[Opening Data for this task section]

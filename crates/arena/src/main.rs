use anyhow::Context;
use arena::config::{ArenaConfig, EngineConfig, Overrides};
use arena::engine::{EngineError, EngineProcess, TimeoutPolicy};
use arena::match_runner::{EngineIdentity, MatchRunner};
use arena::report::MatchReport;
use clap::Parser;
use std::path::PathBuf;
use tracing_subscriber::EnvFilter;

#[derive(Parser)]
#[command(name = "arena")]
#[command(about = "Play a candidate UCI engine against a reference engine and estimate the Elo difference")]
struct Cli {
    /// Candidate engine (name from arena.toml, or a path)
    candidate: String,
    /// Reference engine (name from arena.toml, or a path)
    reference: String,
    /// Number of games to play [default: 10]
    games: Option<u32>,
    /// Seconds per move for both engines
    #[arg(short, long)]
    time: Option<f64>,
    /// Search depth for both engines
    #[arg(short, long)]
    depth: Option<u32>,
    /// Preset configuration to use
    #[arg(short, long)]
    preset: Option<String>,
    /// Forced opening moves in UCI notation, e.g. "e2e4 e7e5"
    #[arg(long)]
    opening: Option<String>,
    /// Adjudicate a draw after this many plies
    #[arg(long)]
    max_plies: Option<u32>,
    /// Print the report as JSON instead of text
    #[arg(long)]
    json: bool,
    /// Also write the JSON report to this file
    #[arg(short, long)]
    output: Option<PathBuf>,
    /// Configuration file [default: ./arena.toml if present]
    #[arg(short, long)]
    config: Option<PathBuf>,
}

impl Cli {
    fn overrides(&self) -> Overrides {
        Overrides {
            preset: self.preset.clone(),
            games: self.games,
            time: self.time,
            depth: self.depth,
            opening: self
                .opening
                .as_ref()
                .map(|line| line.split_whitespace().map(str::to_string).collect()),
            max_plies: self.max_plies,
        }
    }
}

fn launch(engine: &EngineConfig, policy: TimeoutPolicy) -> Result<EngineProcess, EngineError> {
    let mut process = EngineProcess::start_with_args(&engine.path, &engine.args, policy)?;
    process.handshake()?;
    Ok(process)
}

fn main() -> anyhow::Result<()> {
    tracing_subscriber::fmt()
        .with_env_filter(
            EnvFilter::try_from_default_env().unwrap_or_else(|_| EnvFilter::new("info")),
        )
        .with_writer(std::io::stderr)
        .init();
    let cli = Cli::parse();

    let config = match &cli.config {
        Some(path) => ArenaConfig::load_from(path)
            .with_context(|| format!("Failed to load {}", path.display()))?,
        None => ArenaConfig::load()?,
    };
    let candidate = config.resolve_engine(&cli.candidate)?;
    let reference = config.resolve_engine(&cli.reference)?;
    let settings = config.match_config(&candidate, &reference, &cli.overrides())?;
    let policy = config.timeouts.to_policy()?;

    tracing::info!(
        games = settings.games,
        candidate = %candidate.path.display(),
        reference = %reference.path.display(),
        "Starting match"
    );

    let total = settings.games;
    let runner = MatchRunner::new(settings);
    let mut report = MatchReport::new(&cli.candidate, &cli.reference);

    let scoreboard = runner.run_with(
        |identity| match identity {
            EngineIdentity::Candidate => launch(&candidate, policy),
            EngineIdentity::Reference => launch(&reference, policy),
        },
        |index, record, board| {
            if let Some(assignment) = runner.schedule().assignment(index) {
                report.push_game(index, assignment, record);
            }
            if !cli.json {
                println!(
                    "Game {}/{}: {} vs {}: {} ({}) | {}",
                    index + 1,
                    total,
                    record.white_name,
                    record.black_name,
                    record.result,
                    record.termination,
                    board
                );
            }
        },
    );
    report.finish(&scoreboard);

    if let Some(path) = &cli.output {
        report
            .write_json(path)
            .with_context(|| format!("Failed to write {}", path.display()))?;
    }
    if cli.json {
        println!("{}", report.to_json_pretty()?);
    } else {
        println!();
        println!("{}", report);
    }

    Ok(())
}
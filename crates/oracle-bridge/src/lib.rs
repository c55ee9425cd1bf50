//! Oracle bridge - answers legal move counts over named pipes.
//!
//! Clients write one FEN per line to the inbound pipe and read one decimal
//! count per line from the outbound pipe. Both pipes are reopened after
//! every end-of-stream, so clients may connect and disconnect freely.
//!
//! ```
//! use chess_rules::StandardChess;
//! use oracle_bridge::{serve_cycle, MalformedPolicy};
//!
//! let input = "rnbqkbnr/pppppppp/8/8/8/8/PPPPPPPP/RNBQKBNR w KQkq - 0 1\n";
//! let mut output = Vec::new();
//! serve_cycle(input.as_bytes(), &mut output, &StandardChess, MalformedPolicy::Reply).unwrap();
//! assert_eq!(output, b"20\n");
//! ```

pub mod config;
pub mod service;

pub use config::{BridgeConfig, ConfigError, MalformedPolicy};
pub use service::{count_moves, serve_cycle, BridgeError, CycleStats, OracleBridge, ERROR_REPLY};
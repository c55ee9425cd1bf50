//! First-legal-move bot - always plays the first move the rules produce.
//!
//! Fully deterministic, which makes it a convenient opponent for smoke
//! tests of the arena and for checking a fresh build end to end.

use chess_rules::{Game, Position};
use std::io::{BufRead, Write};
use uci::{stdio_engine, GuiCommand, InfoBuilder, UciEngine, UciError};

/// Rebuilds the game from a `position` command.
///
/// An undecodable FEN falls back to the starting position; the move list is
/// applied up to the first illegal move.
fn setup(fen: Option<&str>, moves: &[String]) -> Game {
    let start = match fen {
        Some(f) => Position::from_fen(f).unwrap_or_else(|e| {
            eprintln!("Bad FEN '{}': {}", f, e);
            Position::startpos()
        }),
        None => Position::startpos(),
    };

    let mut game = Game::from_position(start);
    for uci in moves {
        if let Err(e) = game.play_uci(uci) {
            eprintln!("{}", e);
            break;
        }
    }
    game
}

fn run<R: BufRead, W: Write>(engine: &mut UciEngine<R, W>) -> Result<(), UciError> {
    let mut game = Game::new();

    loop {
        let cmd = match engine.read_command() {
            Ok(cmd) => cmd,
            Err(UciError::EndOfStream) => return Ok(()),
            Err(e) => {
                eprintln!("Error reading command: {}", e);
                continue;
            }
        };

        match cmd {
            GuiCommand::Uci => {
                engine.send_id("FirstLegal", "Chess Devtools")?;
                engine.send_uciok()?;
            }
            GuiCommand::IsReady => engine.send_readyok()?,
            GuiCommand::UciNewGame => game = Game::new(),
            GuiCommand::Position { fen, moves } => game = setup(fen.as_deref(), &moves),
            GuiCommand::Go(_) => {
                let moves = game.legal_moves();
                match moves.first() {
                    Some(mv) => {
                        let info = InfoBuilder::new()
                            .depth(1)
                            .nodes(moves.len() as u64)
                            .pv(vec![mv.to_uci()])
                            .build();
                        engine.send_info(info)?;
                        engine.send_bestmove(&mv.to_uci())?;
                    }
                    None => {
                        engine.send_info(InfoBuilder::new().string("no legal moves").build())?;
                        engine.send_bestmove("0000")?;
                    }
                }
            }
            // Moves are instant; nothing to stop.
            GuiCommand::Stop => {}
            GuiCommand::Quit => return Ok(()),
            GuiCommand::Unknown(_) => {}
        }
    }
}

fn main() {
    let mut engine = stdio_engine();
    if let Err(e) = run(&mut engine) {
        eprintln!("{}", e);
        std::process::exit(1);
    }
}
//! Game management with history tracking.
//!
//! [`Game`] adds what a single [`Position`] cannot know: the moves played so
//! far and how often each position has occurred, which is needed for
//! threefold repetition.

use crate::rules::{GameOverKind, RuleSet, StandardChess};
use crate::{Move, MoveError, Position};
use std::collections::HashMap;

/// A chess game in progress.
#[derive(Debug, Clone)]
pub struct Game {
    /// Current position.
    position: Position,
    /// Occurrence count per position, for repetition detection.
    seen: HashMap<Position, u32>,
    /// Moves played, in order.
    moves: Vec<Move>,
}

impl Default for Game {
    fn default() -> Self {
        Self::new()
    }
}

impl Game {
    /// Creates a new game from the standard starting position.
    pub fn new() -> Self {
        Self::from_position(StandardChess.initial_position())
    }

    /// Creates a game from a custom starting position.
    pub fn from_position(position: Position) -> Self {
        let mut seen = HashMap::new();
        seen.insert(position.clone(), 1);
        Game {
            position,
            seen,
            moves: Vec::new(),
        }
    }

    /// Returns the current position.
    pub fn position(&self) -> &Position {
        &self.position
    }

    /// Returns all legal moves in the current position.
    pub fn legal_moves(&self) -> Vec<Move> {
        StandardChess.legal_moves(&self.position)
    }

    /// Returns the moves played so far.
    pub fn moves(&self) -> &[Move] {
        &self.moves
    }

    /// Returns the moves played so far in UCI notation.
    pub fn uci_moves(&self) -> Vec<String> {
        self.moves.iter().map(Move::to_uci).collect()
    }

    /// Returns the number of half-moves (plies) played.
    pub fn ply_count(&self) -> usize {
        self.moves.len()
    }

    /// How many times the current position has occurred.
    pub fn position_count(&self) -> u32 {
        self.seen.get(&self.position).copied().unwrap_or(0)
    }

    /// Returns how the game ended, or `None` while it is still running.
    pub fn outcome(&self) -> Option<GameOverKind> {
        StandardChess.game_over(&self.position).or_else(|| {
            (self.position_count() >= 3).then_some(GameOverKind::ThreefoldRepetition)
        })
    }

    /// Returns true if the game has ended.
    pub fn is_game_over(&self) -> bool {
        self.outcome().is_some()
    }

    /// Plays a move after re-validating it against the current position.
    ///
    /// # Errors
    ///
    /// Returns [`MoveError::Illegal`] and leaves the game unchanged if the
    /// move is not legal here.
    pub fn play(&mut self, m: Move) -> Result<(), MoveError> {
        self.position = StandardChess.apply(&self.position, m)?;
        *self.seen.entry(self.position.clone()).or_insert(0) += 1;
        self.moves.push(m);
        Ok(())
    }

    /// Plays a move given in UCI notation.
    pub fn play_uci(&mut self, uci: &str) -> Result<Move, MoveError> {
        let m = Move::from_uci(&self.position, uci)?;
        self.play(m)?;
        Ok(m)
    }

    /// Returns the current position as a FEN string.
    pub fn to_fen(&self) -> String {
        self.position.to_fen()
    }
}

[Closing Data for this task section]

» **Exercise goal**: The lines above from the one containing "fn main() ->" through the one containing "let total = settings.games;" are to be set down exactly, and no others.

» **Answer to this exercise**:
fn main() -> anyhow::Result<()> {
    tracing_subscriber::fmt()
        .with_env_filter(
            EnvFilter::try_from_default_env().unwrap_or_else(|_| EnvFilter::new("info")),
        )
        .with_writer(std::io::stderr)
        .init();
    let cli = Cli::parse();

    let config = match &cli.config {
        Some(path) => ArenaConfig::load_from(path)
            .with_context(|| format!("Failed to load {}", path.display()))?,
        None => ArenaConfig::load()?,
    };
    let candidate = config.resolve_engine(&cli.candidate)?;
    let reference = config.resolve_engine(&cli.reference)?;
    let settings = config.match_config(&candidate, &reference, &cli.overrides())?;
    let policy = config.timeouts.to_policy()?;

    tracing::info!(
        games = settings.games,
        candidate = %candidate.path.display(),
        reference = %reference.path.display(),
        "Starting match"
    );

    let total = settings.games;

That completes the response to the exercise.